Transfer Learning: how to quickly train a neural network on your data

    Machine learning becomes more accessible, there are more opportunities to apply this technology using “ready-made components”. For example, Transfer Learning allows you to use the experience gained in solving one task to solve another, similar problem. The neural network is first trained on a large amount of data, then on the target set.

    Food recognition

    In this article I will explain how to use the Transfer Learning method using the example of image recognition with food. I will talk about other machine learning tools at the workshop “Machine Learning and Neural Networks for Developers” .
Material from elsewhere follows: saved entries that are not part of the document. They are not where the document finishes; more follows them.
use soroban_sdk::{contracttype, Address, String};

/// A minted collectible. `index` is its position in the ledger, `attribute`
/// is the 6 character hex string encoding its visual traits and `score` is
/// the weighted sum over the attribute's digits.
#[derive(Clone, Debug, PartialEq)]
#[contracttype]
pub struct Collection {
    pub index: u32,
    pub creator: Address,
    pub attribute: String,
    pub score: u32,
}

#[derive(Clone, Debug, PartialEq)]
#[contracttype]
pub struct ContractMetadata {
    pub standard: String,
    pub rule_hash: String,
}

// Enum to represent the durable storage slots of the contract
#[derive(Clone)]
#[contracttype]
pub enum DataKey {
    CanMint,
    Owner,
    Collections,
    IssuedAttributes,
}

pub mod utils {

    use soroban_sdk::{vec, Address, Env, Map, String, Vec};

    use crate::error::ContractError;
    use crate::ttl::{BUMP_AMOUNT, LIFETIME_THRESHOLD};

    use super::{Collection, DataKey};

    pub fn save_owner(env: &Env, owner: &Address) {
        env.storage().persistent().set(&DataKey::Owner, owner);
        env.storage()
            .persistent()
            .extend_ttl(&DataKey::Owner, LIFETIME_THRESHOLD, BUMP_AMOUNT);
    }

    pub fn get_owner(env: &Env) -> Result<Address, ContractError> {
        let owner = env
            .storage()
            .persistent()
            .get(&DataKey::Owner)
            .ok_or(ContractError::OwnerNotSet)?;

        Ok(owner)
    }

    pub fn has_owner(env: &Env) -> bool {
        env.storage().persistent().has(&DataKey::Owner)
    }

    pub fn save_can_mint(env: &Env, can_mint: bool) {
        env.storage().persistent().set(&DataKey::CanMint, &can_mint);
        env.storage()
            .persistent()
            .extend_ttl(&DataKey::CanMint, LIFETIME_THRESHOLD, BUMP_AMOUNT);
    }

    pub fn get_can_mint(env: &Env) -> bool {
        env.storage()
            .persistent()
            .get(&DataKey::CanMint)
            .unwrap_or(false)
    }

    pub fn get_collections(env: &Env) -> Vec<Collection> {
        env.storage()
            .persistent()
            .get(&DataKey::Collections)
            .unwrap_or(vec![env])
    }

    pub fn save_collections(env: &Env, collections: &Vec<Collection>) {
        env.storage()
            .persistent()
            .set(&DataKey::Collections, collections);
        env.storage()
            .persistent()
            .extend_ttl(&DataKey::Collections, LIFETIME_THRESHOLD, BUMP_AMOUNT);
    }

    pub fn get_issued_attributes(env: &Env) -> Map<String, bool> {
        env.storage()
            .persistent()
            .get(&DataKey::IssuedAttributes)
            .unwrap_or(Map::new(env))
    }

    pub fn save_issued_attributes(env: &Env, issued: &Map<String, bool>) {
        env.storage()
            .persistent()
            .set(&DataKey::IssuedAttributes, issued);
        env.storage().persistent().extend_ttl(
            &DataKey::IssuedAttributes,
            LIFETIME_THRESHOLD,
            BUMP_AMOUNT,
        );
    }
}
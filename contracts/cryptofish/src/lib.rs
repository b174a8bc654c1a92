#![no_std]

mod contract;
mod error;
mod storage;
mod utils;

pub mod ttl {
    pub const DAY_IN_LEDGERS: u32 = 17280;

    pub const BUMP_AMOUNT: u32 = 7 * DAY_IN_LEDGERS;
    pub const LIFETIME_THRESHOLD: u32 = BUMP_AMOUNT - DAY_IN_LEDGERS;
}
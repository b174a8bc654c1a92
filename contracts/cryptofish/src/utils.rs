use soroban_sdk::{log, Env, String};

use crate::error::ContractError;

pub const ATTRIBUTE_LEN: usize = 6;

// Tx hashes are hex strings; 128 characters covers every host hash format in use.
pub const MAX_TX_HASH_LEN: usize = 128;

pub struct TraitSpec {
    #[allow(dead_code)]
    pub name: &'static str,
    pub cardinality: u32,
    pub weight: u32,
}

// One entry per attribute position, in encoding order. `skin`, `background`
// and `frame` weigh more than the rest when calculating the score.
pub const TRAITS: [TraitSpec; ATTRIBUTE_LEN] = [
    TraitSpec {
        name: "skin",
        cardinality: 10,
        weight: 330,
    },
    TraitSpec {
        name: "background",
        cardinality: 12,
        weight: 220,
    },
    TraitSpec {
        name: "frame",
        cardinality: 12,
        weight: 220,
    },
    TraitSpec {
        name: "fin",
        cardinality: 10,
        weight: 110,
    },
    TraitSpec {
        name: "eye",
        cardinality: 10,
        weight: 100,
    },
    TraitSpec {
        name: "tail",
        cardinality: 10,
        weight: 100,
    },
];

pub fn hex_digit_value(digit: u8) -> Result<u32, ContractError> {
    match digit {
        b'0'..=b'9' => Ok((digit - b'0') as u32),
        b'a'..=b'f' => Ok((digit - b'a') as u32 + 10),
        b'A'..=b'F' => Ok((digit - b'A') as u32 + 10),
        _ => Err(ContractError::InvalidHexDigit),
    }
}

// Inverse of `hex_digit_value`; emits the canonical lowercase form.
pub fn hex_digit_char(value: u32) -> Result<u8, ContractError> {
    match value {
        0..=9 => Ok(b'0' + value as u8),
        10..=15 => Ok(b'a' + (value - 10) as u8),
        _ => Err(ContractError::InvalidHexDigit),
    }
}

/// Derives the first not-yet-issued attribute from `tx_hash` by sliding a
/// window of `ATTRIBUTE_LEN` characters over it, one character at a time.
/// Each window character is reduced modulo the matching trait's cardinality
/// and re-encoded, so every candidate is a valid attribute by construction.
/// Runs out of windows at the end of the hash; that is a hard failure.
pub fn generate_unique_attribute(
    env: &Env,
    tx_hash: &String,
    is_issued: impl Fn(&[u8; ATTRIBUTE_LEN]) -> bool,
) -> Result<[u8; ATTRIBUTE_LEN], ContractError> {
    let len = tx_hash.len() as usize;
    if len > MAX_TX_HASH_LEN {
        log!(
            env,
            "CryptoFish: Generate attribute: tx hash too long: ",
            len as u32
        );
        return Err(ContractError::TxHashTooLong);
    }
    if len < ATTRIBUTE_LEN {
        log!(
            env,
            "CryptoFish: Generate attribute: tx hash shorter than one window: ",
            len as u32
        );
        return Err(ContractError::AttributeExhausted);
    }

    let mut hash_buf = [0u8; MAX_TX_HASH_LEN];
    tx_hash.copy_into_slice(&mut hash_buf[..len]);

    for offset in 0..=(len - ATTRIBUTE_LEN) {
        let window = &hash_buf[offset..offset + ATTRIBUTE_LEN];
        let mut candidate = [0u8; ATTRIBUTE_LEN];
        for (position, spec) in TRAITS.iter().enumerate() {
            let value = hex_digit_value(window[position])? % spec.cardinality;
            candidate[position] = hex_digit_char(value)?;
        }
        if !is_issued(&candidate) {
            return Ok(candidate);
        }
    }

    log!(env, "CryptoFish: Generate attribute: all windows issued");
    Err(ContractError::AttributeExhausted)
}

/// Weighted sum over the attribute's digit values. Must agree with whatever
/// is persisted in a `Collection`; scores are never mutated independently.
pub fn calculate_score(attribute: &[u8; ATTRIBUTE_LEN]) -> Result<u32, ContractError> {
    let mut score: u32 = 0;
    for (position, spec) in TRAITS.iter().enumerate() {
        score += hex_digit_value(attribute[position])? * spec.weight;
    }

    Ok(score)
}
    If we are faced with the problem of image recognition, you can use a ready-made service. However, if you need to train a model on your own data set, you will have to do it yourself.

    For such typical tasks as image classification, you can use a ready-made architecture (AlexNet, VGG, Inception, ResNet, etc.) and train the neural network on your data. Implementations of such networks using various frameworks already exist, so at this stage you can use one of them as a black box, without delving deeply into the principle of its operation.

    However, deep neural networks are demanding large amounts of data for convergence learning. And often in our particular task there is not enough data to train all layers of the neural network well. Transfer Learning solves this problem.

    Transfer Learning for image classification


    Neural networks that are used for classification, as a rule, contain Noutput neurons in the last layer, where Nis the number of classes. Such an output vector is treated as a set of probabilities of belonging to a class. In our food image recognition task, the number of classes may differ from that in the original dataset. In this case, we will have to completely throw out this last layer and put a new one, with the necessary number of output neurons.

    Transfer learning

    Often at the end of the classification networks a fully connected layer is used. Since we have replaced this layer, it will no longer be possible to use pre-trained weights for it. You have to train him from scratch, initializing his weights with random values. We load the weights for all other layers from the pre-trained snapshot.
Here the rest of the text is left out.